The MMOG Manifesto
August 31, 2005
Game analyst Babylona has posted a very insightful MMOG manifesto on her blog, and it was too worth the read for me not to mention it in here. It’s all about MMOGs, their industry and audience, also about her beliefs and thoughts regarding the matter.
As an appetizer (since the post is way too long to be quoted here, and Babylona’s page deserves a visit in any case, if for her other articles and not this one only), here are some of the points I especially dig out:
4. People, en masse, are extremely smart. (Individually is often a very different story.) Underestimating this has probably cost game companies – in terms of exploits, hacks, bugs, support, etc., more money than one would like to think.

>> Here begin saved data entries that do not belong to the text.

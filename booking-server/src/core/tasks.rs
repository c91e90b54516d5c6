//! 后台任务管理
//!
//! 统一管理所有后台任务的注册、启动和关闭。

use futures::FutureExt;
use std::panic::AssertUnwindSafe;
use tokio::task::JoinHandle;
use tokio_util::sync::CancellationToken;

/// 已注册的后台任务
struct RegisteredTask {
    /// 任务名称
    name: &'static str,
    /// 任务句柄
    handle: JoinHandle<()>,
}

/// 后台任务管理器
///
/// 统一管理所有后台任务的注册和生命周期。
///
/// # 使用示例
///
/// ```ignore
/// let mut tasks = BackgroundTasks::new();
///
/// // 注册后台任务
/// tasks.spawn("expiry_sweep", async move {
///     // 任务逻辑
/// });
///
/// // Graceful shutdown
/// tasks.shutdown().await;
/// ```
pub struct BackgroundTasks {
    /// 已注册的任务列表
    tasks: Vec<RegisteredTask>,
    /// 全局取消令牌
    shutdown: CancellationToken,
}

impl BackgroundTasks {
    /// 创建新的任务管理器
    pub fn new() -> Self {
        Self {
            tasks: Vec::new(),
            shutdown: CancellationToken::new(),
        }
    }

    /// 获取取消令牌（用于任务内部监听 shutdown 信号）
    pub fn shutdown_token(&self) -> CancellationToken {
        self.shutdown.clone()
    }

    /// 注册并启动一个后台任务
    ///
    /// 任务会被包装以捕获 panic，如果任务异常退出会记录错误日志。
    ///
    /// # 参数
    ///
    /// - `name`: 任务名称（用于日志和调试）
    /// - `future`: 要执行的异步任务
    pub fn spawn<F>(&mut self, name: &'static str, future: F)
    where
        F: std::future::Future<Output = ()> + Send + 'static,
    {
        // Wrap the future to catch panics and log errors
        let wrapped_future = async move {
            let result: Result<(), Box<dyn std::any::Any + Send>> =
                AssertUnwindSafe(future).catch_unwind().await;
            match result {
                Ok(()) => {
                    tracing::debug!(task = %name, "Background task completed");
                }
                Err(panic_info) => {
                    // Task panicked - log error with panic info
                    let panic_msg: String = if let Some(s) = panic_info.downcast_ref::<&str>() {
                        (*s).to_string()
                    } else if let Some(s) = panic_info.downcast_ref::<String>() {
                        s.clone()
                    } else {
                        "Unknown panic".to_string()
                    };
                    tracing::error!(
                        task = %name,
                        panic = %panic_msg,
                        "Background task panicked! This is a bug that should be reported."
                    );
                }
            }
        };

        let handle = tokio::spawn(wrapped_future);
        tracing::debug!(task = %name, "Registered background task");
        self.tasks.push(RegisteredTask { name, handle });
    }

    /// 获取已注册任务数量
    pub fn len(&self) -> usize {
        self.tasks.len()
    }

    /// 检查是否没有注册任务
    pub fn is_empty(&self) -> bool {
        self.tasks.is_empty()
    }

    /// 打印任务摘要
    pub fn log_summary(&self) {
        let names: Vec<&str> = self.tasks.iter().map(|t| t.name).collect();
        tracing::info!(
            "Background tasks registered: {} ({})",
            self.tasks.len(),
            names.join(", ")
        );
    }

    /// Graceful shutdown - 取消所有任务并等待完成
    ///
    /// 发送取消信号后，等待所有任务完成或超时。
    pub async fn shutdown(self) {
        tracing::info!("Shutting down {} background tasks...", self.tasks.len());

        // 发送取消信号
        self.shutdown.cancel();

        // 等待所有任务完成
        for task in self.tasks {
            match task.handle.await {
                Ok(()) => {
                    tracing::debug!(task = %task.name, "Task completed");
                }
                Err(e) if e.is_cancelled() => {
                    tracing::debug!(task = %task.name, "Task cancelled");
                }
                Err(e) => {
                    tracing::error!(task = %task.name, error = ?e, "Task panicked");
                }
            }
        }

        tracing::info!("All background tasks stopped");
    }
}

impl Default for BackgroundTasks {
    fn default() -> Self {
        Self::new()
    }
}
//! Reservation API Handlers

use axum::{
    Json,
    extract::{Path, State},
    http::StatusCode,
};
use serde::Deserialize;
use shared::ApiResponse;
use shared::models::Reservation;
use validator::Validate;

use crate::auth::CurrentUser;
use crate::booking::ReservationDetail;
use crate::core::ServerState;
use crate::utils::{AppError, AppResult, ok, ok_with_message};

/// Request body for placing a seat hold
#[derive(Debug, Deserialize, Validate)]
pub struct CreateReservationRequest {
    pub trip_id: i64,
    /// Seat label from the bus layout, e.g. "B3"
    #[validate(length(min = 1, max = 8))]
    pub selected_seat: String,
}

/// Place a hold on a seat for the current user
///
/// Responds 201 with the reservation and its trip attached for display.
pub async fn create(
    State(state): State<ServerState>,
    user: CurrentUser,
    Json(payload): Json<CreateReservationRequest>,
) -> AppResult<(StatusCode, Json<ApiResponse<ReservationDetail>>)> {
    payload.validate()?;

    let reservation =
        state
            .booking()
            .create_reservation(user.id, payload.trip_id, &payload.selected_seat)?;
    let detail = state.booking().get_reservation_detail(reservation.id)?;

    Ok((StatusCode::CREATED, ok_with_message(detail, "Seat reserved")))
}

/// Get reservation detail (owner or admin)
pub async fn get_by_id(
    State(state): State<ServerState>,
    user: CurrentUser,
    Path(id): Path<i64>,
) -> AppResult<Json<ApiResponse<ReservationDetail>>> {
    let detail = state.booking().get_reservation_detail(id)?;
    if !user.can_access(detail.reservation.user_id) {
        return Err(AppError::forbidden("Not your reservation"));
    }
    Ok(ok(detail))
}

/// List all reservations of a user, newest first (owner or admin)
pub async fn list_for_user(
    State(state): State<ServerState>,
    user: CurrentUser,
    Path(user_id): Path<i64>,
) -> AppResult<Json<ApiResponse<Vec<ReservationDetail>>>> {
    if !user.can_access(user_id) {
        return Err(AppError::forbidden("Not your reservations"));
    }
    let reservations = state.booking().list_user_reservations(user_id)?;
    Ok(ok(reservations))
}

/// Cancel a reservation and free its seat (owner or admin)
pub async fn cancel(
    State(state): State<ServerState>,
    user: CurrentUser,
    Path(id): Path<i64>,
) -> AppResult<Json<ApiResponse<Reservation>>> {
    // Ownership is immutable, so the check can run outside the
    // cancellation transaction.
    let detail = state.booking().get_reservation_detail(id)?;
    if !user.can_access(detail.reservation.user_id) {
        return Err(AppError::forbidden("Not your reservation"));
    }

    let reservation = state.booking().cancel_reservation(id)?;
    Ok(ok_with_message(reservation, "Reservation cancelled"))
}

5. There are ways to share control of a world that live in a space between Second Life – and its attendant ethical issues now that #4 has been proven to be true – and more traditional MMOGs.
8. Given the opportunity and the reason, players will usually take some responsibility for their environment (they already do, mostly.) Remove the opportunity and the responsibility and they will explode into tiny pieces, totally messing up your lovely landscape.
11. Players who have something to say deserve to be listened to.
13. Give them control over the world and they will reward you a hundred times over. Figure out a way to make that work AND make you money.
I may not agree with each of her points—after all, the fun in this is to think and discuss, not to nod one’s head—but they sure raise lots of thoughts and questions.